Atrapado en una vorágine infernal, tratamos el mal con el mal y los medios se hacen un festín con aquello.  Sólo hechos delictuales; gallina, zorro, víbora. O estás a favor o estás en contra, todo es binario […].

Tenemos que todo reiniciar, tenemos que resetear. Ya no creemos en nada, todo es deepfake. Ante lo desconocido, estamos en el rechazo sistemático, mezcla de miedo, odio y tristeza. Son nuestras contradicciones, nuestros dilemas […].

Soy corrupto, nací en este sistema. Nadie avanza en la misma dirección, todo es inerte. Sólo vemos una única forma de riqueza. Tomar el dinero de las personas es robar, excepto cuando se denomina negocios. 

Todos los ancianos votan, ellos elegirán nuestro futuro. Mi abuela vota extrema derecha, le quedan tres años de vida. No hay referentes por eso muchos se pierden en la nostalgia de una época en la cual otros ya sentían nostalgia. 

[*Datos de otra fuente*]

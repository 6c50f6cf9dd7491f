pub mod spreads;

use crate::domain::model::{ArcanaType, CardRecord};
use crate::utils::error::{OracleError, Result};
use std::collections::HashSet;

/// 由資產準備腳本產出的牌面目錄，卡背不在其中。
static EMBEDDED_CARDS: &str = include_str!("../../assets/cards.json");

/// 不可變的牌面目錄，行程啟動時載入一次。
#[derive(Debug, Clone)]
pub struct Catalog {
    cards: Vec<CardRecord>,
}

impl Catalog {
    /// 載入內嵌的標準 78 張目錄。
    pub fn embedded() -> Result<Self> {
        Self::from_json(EMBEDDED_CARDS)
    }

    /// 從 JSON 陣列解析目錄並驗證結構不變量。
    ///
    /// 目錄是受信任的輸入，但結構錯誤必須在啟動時暴露而非在抽牌時才出錯：
    /// id 不得重複；`suit` 非空 ⇔ 小阿卡纳。
    pub fn from_json(raw: &str) -> Result<Self> {
        let cards: Vec<CardRecord> = serde_json::from_str(raw)?;

        let mut seen_ids = HashSet::new();
        for card in &cards {
            if !seen_ids.insert(card.id.as_str()) {
                return Err(OracleError::Configuration {
                    message: format!("catalog contains duplicate card id: {}", card.id),
                });
            }

            let is_minor = card.arcana == ArcanaType::Minor;
            if card.suit.is_some() != is_minor {
                return Err(OracleError::Configuration {
                    message: format!(
                        "card {} violates the arcana/suit invariant ({:?}, suit {:?})",
                        card.id, card.arcana, card.suit
                    ),
                });
            }
        }

        Ok(Self { cards })
    }

    pub fn cards(&self) -> &[CardRecord] {
        &self.cards
    }

    pub fn len(&self) -> usize {
        self.cards.len()
    }

    pub fn is_empty(&self) -> bool {
        self.cards.is_empty()
    }
}
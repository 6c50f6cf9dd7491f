use tracing_subscriber::{layer::SubscriberExt, util::SubscriberInitExt, EnvFilter};

pub fn init_cli_logger(verbose: bool) {
    let filter = if verbose {
        EnvFilter::try_from_default_env()
            .unwrap_or_else(|_| EnvFilter::new("tarot_oracle=debug,info"))
    } else {
        EnvFilter::try_from_default_env().unwrap_or_else(|_| EnvFilter::new("tarot_oracle=info"))
    };

    tracing_subscriber::registry()
        .with(filter)
        .with(
            tracing_subscriber::fmt::layer()
                .with_target(false)
                .with_thread_ids(false)
                .with_file(false)
                .with_line_number(false)
                .compact(),
        )
        .init();
}
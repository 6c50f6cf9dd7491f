use crate::domain::model::{CardRecord, DrawnCard, Spread};
use crate::utils::error::{OracleError, Result};
use rand::seq::SliceRandom;
use rand::Rng;

/// 預設逆位機率。依觀察到的模型行為調校，視為配置常量而非鐵律。
pub const DEFAULT_REVERSED_RATE: f64 = 0.4;

/// 抽牌引擎：對目錄做不放回抽樣，並為每張牌獨立決定正逆位。
///
/// 純函數：輸出只取決於目錄、牌陣與注入的熵源，無副作用。
#[derive(Debug, Clone, Copy)]
pub struct DrawEngine {
    reversed_rate: f64,
}

impl Default for DrawEngine {
    fn default() -> Self {
        Self {
            reversed_rate: DEFAULT_REVERSED_RATE,
        }
    }
}

impl DrawEngine {
    pub fn with_reversed_rate(reversed_rate: f64) -> Self {
        Self { reversed_rate }
    }

    /// 為牌陣的每個位置各抽一張牌。
    ///
    /// 先對整副目錄做一次均勻隨機排列（Fisher-Yates；絕不可用隨機比較器排序，
    /// 那是有偏的），取前 N 張依序綁定到牌陣位置。正逆位在排列之後逐張獨立抽取。
    pub fn draw<R: Rng + ?Sized>(
        &self,
        catalog: &[CardRecord],
        spread: &Spread,
        rng: &mut R,
    ) -> Result<Vec<DrawnCard>> {
        let wanted = spread.positions.len();
        if wanted > catalog.len() {
            return Err(OracleError::Configuration {
                message: format!(
                    "spread '{}' needs {} cards but the catalog only holds {}",
                    spread.id,
                    wanted,
                    catalog.len()
                ),
            });
        }

        let mut indices: Vec<usize> = (0..catalog.len()).collect();
        indices.shuffle(rng);

        let mut drawn = Vec::with_capacity(wanted);
        for (position, &index) in spread.positions.iter().zip(indices.iter()) {
            let is_reversed = rng.random::<f64>() < self.reversed_rate;
            drawn.push(DrawnCard {
                card: catalog[index].clone(),
                is_reversed,
                position_name: position.name.clone(),
                position_meaning: position.meaning.clone(),
            });
        }

        Ok(drawn)
    }
}
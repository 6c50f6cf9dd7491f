//! 清理大模型返回內容中的「思考過程」洩漏。
//!
//! 這是分層的盡力而為啟發式：它假設目標模型大致遵循了提示詞的輸出契約。
//! 不要把它強化成嚴格保證——過度擬合單一模型的怪癖本身就是風險。

use crate::core::prompt::HEADING_TOKEN;
use regex::Regex;

/// 已知的推理定界標籤名。隨觀察到的模型行為調校，視為配置常量。
pub const REASONING_TAG_NAMES: [&str; 2] = ["thought", "think"];

/// 已知的行首推理段落標記（後接空行）。
pub const REASONING_LABELS: [&str; 2] = ["思考过程：", "Thought:"];

/// 依序清理模型輸出：
/// 1. 刪除成對的推理定界標籤（大小寫不敏感、非貪婪、可跨行）；
/// 2. 刪除開頭的標記式推理段落（以空行結束）；
/// 3. 無論前兩步是否命中，定位標題記號的首次出現（容忍緊貼在前的
///    markdown 標題符、粗體符或方括號強調符），丟棄其之前的一切；
/// 4. 修剪首尾空白。
///
/// 冪等：`sanitize(sanitize(x)) == sanitize(x)`。輸入完全不含標題記號時，
/// 僅做前兩步與修剪，絕不誤截。
pub fn sanitize(content: &str) -> String {
    if content.is_empty() {
        return String::new();
    }

    let mut cleaned = content.to_string();

    for tag in REASONING_TAG_NAMES {
        let re = Regex::new(&format!(r"(?is)<{tag}>.*?</{tag}>")).unwrap();
        cleaned = re.replace_all(&cleaned, "").into_owned();
    }

    for label in REASONING_LABELS {
        let re = Regex::new(&format!(r"(?is)\A\s*{}[\s\S]*?\n\n", regex::escape(label))).unwrap();
        cleaned = re.replace(&cleaned, "").into_owned();
    }

    // 不帶標籤的推理模型會把大段思考直接打印在最前面；
    // 以標準占卜標題為錨點抹除其之前的所有囈語。
    let heading = Regex::new(&format!(r"(?:#+|\*\*|【)\s*{}", HEADING_TOKEN)).unwrap();
    if let Some(found) = heading.find(&cleaned) {
        if found.start() > 0 {
            cleaned.replace_range(..found.start(), "");
        }
    }

    cleaned.trim().to_string()
}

Las ovejas sólo quieren un líder carismático. Sin empatía, todo debe ser jerárquico. La escuela sólo te enseña el individualismo. Te enseñan a ganar dinero, no a hacerte amigos.

No hace falta saber qué es el Senado para ver que los viejos ricos hacen las leyes.  A nadie le gustan los ricos, hasta que se vuelven ellos mismos ricos. Luego esconden su dinero o se asustan por perderlo. Tantos trabajos de mierda que existen, y cada uno finge hacerlo correctamente. 

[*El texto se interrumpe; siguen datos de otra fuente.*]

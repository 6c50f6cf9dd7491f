//! 靜態牌陣註冊表。牌陣是行程生命週期內的常量，沒有修改介面。

use crate::domain::model::{Spread, SpreadPosition};
use std::sync::LazyLock;

fn position(id: &str, name: &str, meaning: &str, x: f32, y: f32) -> SpreadPosition {
    SpreadPosition {
        id: id.to_string(),
        name: name.to_string(),
        meaning: meaning.to_string(),
        x: Some(x),
        y: Some(y),
    }
}

static SPREADS: LazyLock<Vec<Spread>> = LazyLock::new(|| {
    vec![
        Spread {
            id: "single_card".to_string(),
            name: "单牌指引".to_string(),
            description: "一张牌，直指当下最核心的能量。".to_string(),
            positions: vec![position(
                "focus",
                "当下核心",
                "此刻围绕求问者最强烈的能量与课题",
                0.5,
                0.5,
            )],
        },
        Spread {
            id: "three_cards".to_string(),
            name: "时间之河".to_string(),
            description: "过去、现在、未来的因果之流。".to_string(),
            positions: vec![
                position("past", "过去", "塑造当前处境的根源与正在消退的影响", 0.2, 0.5),
                position("present", "现在", "当下的核心能量与真实处境", 0.5, 0.5),
                position("future", "未来", "顺着当前流向最可能抵达的走向", 0.8, 0.5),
            ],
        },
        Spread {
            id: "cross".to_string(),
            name: "元素十字".to_string(),
            description: "现状与阻碍之上，根基与目标之间，指向最终的结果。".to_string(),
            positions: vec![
                position("situation", "现状", "求问者当前所处的能量场", 0.5, 0.5),
                position("obstacle", "阻碍", "横亘在面前、需要被看见的挑战", 0.25, 0.5),
                position("foundation", "根基", "支撑这一切的潜意识基础", 0.5, 0.8),
                position("goal", "目标", "意识层面真正追求的方向", 0.5, 0.2),
                position("outcome", "结果", "诸力交汇之后的趋势终点", 0.75, 0.5),
            ],
        },
    ]
});

/// 依 id 查找牌陣。
pub fn lookup(id: &str) -> Option<&'static Spread> {
    SPREADS.iter().find(|s| s.id == id)
}

/// 全部已註冊的牌陣，依註冊順序。
pub fn all() -> &'static [Spread] {
    SPREADS.as_slice()
}
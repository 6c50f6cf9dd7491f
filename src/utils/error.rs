use thiserror::Error;

#[derive(Error, Debug)]
pub enum OracleError {
    #[error("Configuration error: {message}")]
    Configuration { message: String },

    #[error("Provider returned HTTP {status} {status_text}")]
    ProviderHttp { status: u16, status_text: String },

    #[error("Network request failed: {0}")]
    Network(#[from] reqwest::Error),

    #[error("Malformed provider response: {message}")]
    MalformedResponse { message: String },

    #[error("Serialization error: {0}")]
    Serialization(#[from] serde_json::Error),

    #[error("IO error: {0}")]
    Io(#[from] std::io::Error),

    /// 面向求問者的統一失敗訊號；底層原因只進日誌，不外洩給使用者。
    #[error("占星塔的信使遇到了迷雾。请检查 API 配置或网络连接。")]
    SignalLost {
        #[source]
        source: Box<OracleError>,
    },
}

pub type Result<T> = std::result::Result<T, OracleError>;
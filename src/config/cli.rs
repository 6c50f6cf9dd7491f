use crate::config::CONFIG_NAMESPACE;
use crate::domain::ports::ConfigStorage;
use crate::utils::error::Result;
use clap::Parser;
use std::fs;
use std::path::{Path, PathBuf};

#[derive(Debug, Parser)]
#[command(name = "tarot-oracle")]
#[command(about = "Draw tarot spreads and ask an LLM oracle for a reading")]
pub struct CliArgs {
    /// 牌陣 id（見 --list-spreads）
    #[arg(long, default_value = "three_cards")]
    pub spread: String,

    /// 求問者的問題；留空則尋求整體指引
    #[arg(long, default_value = "")]
    pub question: String,

    /// 配置落地目錄
    #[arg(long, default_value = ".tarot-oracle")]
    pub config_dir: PathBuf,

    /// 切換生效供應商（base URL 與模型重置為該供應商預設）
    #[arg(long)]
    pub provider: Option<String>,

    #[arg(long)]
    pub api_key: Option<String>,

    #[arg(long)]
    pub model: Option<String>,

    #[arg(long)]
    pub base_url: Option<String>,

    #[arg(long, help = "Persist the merged provider settings for later runs")]
    pub save: bool,

    #[arg(long, help = "List available spreads and exit")]
    pub list_spreads: bool,

    #[arg(long, help = "Enable verbose output")]
    pub verbose: bool,
}

/// 檔案落地的配置存儲：`<config_dir>/tarot_llm_config.json`。
#[derive(Debug, Clone)]
pub struct FileStorage {
    path: PathBuf,
}

impl FileStorage {
    pub fn new<P: AsRef<Path>>(base_dir: P) -> Self {
        Self {
            path: base_dir.as_ref().join(format!("{}.json", CONFIG_NAMESPACE)),
        }
    }
}

impl ConfigStorage for FileStorage {
    fn read(&self) -> Result<Option<String>> {
        match fs::read_to_string(&self.path) {
            Ok(raw) => Ok(Some(raw)),
            Err(e) if e.kind() == std::io::ErrorKind::NotFound => Ok(None),
            Err(e) => Err(e.into()),
        }
    }

    fn write(&self, raw: &str) -> Result<()> {
        if let Some(parent) = self.path.parent() {
            fs::create_dir_all(parent)?;
        }
        fs::write(&self.path, raw)?;
        Ok(())
    }
}

#[cfg(test)]
mod tests {
    use super::*;
    use tempfile::TempDir;

    #[test]
    fn read_returns_none_for_missing_file() {
        let dir = TempDir::new().unwrap();
        let storage = FileStorage::new(dir.path());
        assert!(storage.read().unwrap().is_none());
    }

    #[test]
    fn write_creates_parent_directories() {
        let dir = TempDir::new().unwrap();
        let storage = FileStorage::new(dir.path().join("nested").join("deeper"));

        storage.write("{}").unwrap();
        assert_eq!(storage.read().unwrap().as_deref(), Some("{}"));
    }
}
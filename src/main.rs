use anyhow::Context;
use clap::Parser;
use tarot_oracle::config::cli::{CliArgs, FileStorage};
use tarot_oracle::utils::{logger, validation};
use tarot_oracle::{load_config, save_config, spreads, Catalog, DrawEngine, ReadingClient};

#[tokio::main]
async fn main() -> anyhow::Result<()> {
    let args = CliArgs::parse();

    logger::init_cli_logger(args.verbose);
    tracing::debug!("CLI args: {:?}", args);

    let catalog = Catalog::embedded().context("failed to load the embedded card catalog")?;

    if args.list_spreads {
        for spread in spreads::all() {
            println!(
                "{:<14} {}（{} 张）——{}",
                spread.id,
                spread.name,
                spread.positions.len(),
                spread.description
            );
        }
        return Ok(());
    }

    let storage = FileStorage::new(&args.config_dir);
    let mut config = load_config(&storage);

    if let Some(provider) = &args.provider {
        config.switch_provider(provider);
    }
    if let Some(base_url) = &args.base_url {
        validation::validate_url("base-url", base_url)?;
        config.base_url = base_url.clone();
    }
    if let Some(model) = &args.model {
        config.model = model.clone();
    }
    if let Some(api_key) = &args.api_key {
        config.api_key = api_key.clone();
    }

    if args.save {
        save_config(&storage, &config)?;
        tracing::info!("配置已保存到 {:?}", args.config_dir);
    }

    let spread = spreads::lookup(&args.spread).with_context(|| {
        format!(
            "unknown spread '{}' (use --list-spreads to see what is available)",
            args.spread
        )
    })?;

    let mut rng = rand::rng();
    let cards = DrawEngine::default().draw(catalog.cards(), spread, &mut rng)?;

    println!("🔮 {}——{}\n", spread.name, spread.description);
    for (index, drawn) in cards.iter().enumerate() {
        println!(
            "  {}. {}「{}」：{} {}（{}）",
            index + 1,
            drawn.position_name,
            drawn.position_meaning,
            drawn.card.name_zh,
            drawn.card.name_en,
            drawn.orientation_label(),
        );
    }

    if config.api_key.is_empty() {
        tracing::info!("未配置 API Key，将返回「静默观测」占位解读");
    }

    let client = ReadingClient::new(config);
    match client.get_reading(&args.question, spread, &cards).await {
        Ok(reading) => println!("\n{}", reading),
        Err(e) => {
            eprintln!("❌ {}", e);
            std::process::exit(1);
        }
    }

    Ok(())
}
use crate::utils::error::Result;

/// 配置持久化端口。讀寫單一 JSON 記錄，由呼叫端決定落地介質。
///
/// 同步介面：配置的載入/保存必須能直接在渲染設定介面的同一執行緒上呼叫。
pub trait ConfigStorage {
    /// 讀取已保存的原始配置，不存在時回傳 `Ok(None)`。
    fn read(&self) -> Result<Option<String>>;

    /// 覆寫保存原始配置。
    fn write(&self, raw: &str) -> Result<()>;
}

Estamos siendo nutridos de juicios perentorios, alimentados de clichés; cuando en el fondo no sabemos ni alimentarnos. No sabemos gestionar nuestras emociones y por eso las escondemos. No sabemos cómo gestionar nuestras relaciones y por eso las desperdiciamos. No asumimos quiénes somos, por ende somos cobardes. Nunca nos perdonamos en un mundo donde ahora ya nada se borra.

Nos escupimos en la cara, ya no sabemos vivir juntos.

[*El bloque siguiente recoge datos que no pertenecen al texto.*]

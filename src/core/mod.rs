pub mod draw;
pub mod prompt;
pub mod reading;
pub mod sanitize;
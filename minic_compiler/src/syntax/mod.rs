//! Syntax analysis and translation
//!
//! Recognizes the C subset one statement at a time and drives an `Emitter`
//! for each statement it understands. All problems go to the compilation's
//! `DiagnosticCollector`; nothing here aborts.

mod error;
mod parser;

pub use error::SyntaxError;
pub use parser::Parser;

use crate::codegen::Emitter;
use crate::logging::{DiagnosticCollector, TraceLog};
use crate::symbols::SymbolTable;
use crate::tokens::TokenStream;

/// Parse a whole token stream into `emitter`, returning it with the symbols
pub fn translate<E: Emitter>(
    tokens: TokenStream,
    emitter: E,
    diagnostics: &mut DiagnosticCollector,
    trace: &mut TraceLog,
) -> (E, SymbolTable) {
    let mut parser = Parser::new(tokens, emitter, diagnostics, trace);
    parser.parse_program();
    parser.finish()
}
//! Per-compilation trace narration

/// Append-only narration of what the compiler did, read once at the end
#[derive(Debug, Clone, Default)]
pub struct TraceLog {
    buffer: String,
    lines: usize,
}

impl TraceLog {
    pub fn new() -> Self {
        Self::default()
    }

    /// Append one line
    pub fn log(&mut self, line: impl AsRef<str>) {
        self.buffer.push_str(line.as_ref());
        self.buffer.push('\n');
        self.lines += 1;
    }

    pub fn as_str(&self) -> &str {
        &self.buffer
    }

    pub fn line_count(&self) -> usize {
        self.lines
    }

    pub fn into_string(self) -> String {
        self.buffer
    }
}

#[cfg(test)]
mod tests {
    use super::*;

    #[test]
    fn test_lines_accumulate_in_order() {
        let mut trace = TraceLog::new();
        trace.log("first");
        trace.log(format!("second {}", 2));
        assert_eq!(trace.as_str(), "first\nsecond 2\n");
        assert_eq!(trace.line_count(), 2);
    }

    #[test]
    fn test_empty_trace() {
        let trace = TraceLog::new();
        assert_eq!(trace.as_str(), "");
        assert_eq!(trace.into_string(), String::new());
    }
}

En el fondo, todos estamos luchando por estar en la clase VIP de un avión que va directo al crash (estrépito).


Pese a lo que muchos piensan, la configuración política de nuestro país no está caminando a destiempo, como por detrás de la historia del resto del planeta, sino que más bien coincide totalmente con aquella. Somos parte de los mismos desafíos, retrocesos, riesgos  e interrogantes que plantea esta década del siglo XXI a escala global.

Si nos ponemos un poco OrelSan, en Chile debiésemos preguntarnos: ¿sabe hoy la llamada izquierda cuál es realmente su identidad?; ¿tenemos claras las pautas sobre hacia dónde ir como país?; ¿nos quedaremos en el statu quo o ahondaremos en el sistema liberal (o, acaso, le ponemos fin)?; ¿es mejor que profundicemos la democracia o que volvamos a un orden más conservador y autoritario?

Y, a la vista del desempeño del gobierno de Gabriel Boric: ¿confiamos en la juventud, o esta no merece ser escuchada por ser tan poco prolija?; ¿aplicamos atentos las órdenes del mundo empresarial o forzamos la colaboración de las más grandes fortunas?

Innegablemente, si no a bencina, algo huele a podrido en el reinado de Chile. Y, al igual que en el monólogo de Hamlet, conviene pensar: «Ser, o no ser».

Porque antes de Orelsan estuvo Shakespeare. Y las respuestas siempre están en los grandes clásicos. En lo que sigue de ese monólogo de Hamlet (Acto III, escena IV ) se indica lo siguiente: 


¿Cuál es la acción más digna del ánimo?
¿Sufrir los tiros penetrantes de la fortuna injusta,
u oponer los brazos a este torrente de calamidades,
y darles fin con atrevida resistencia?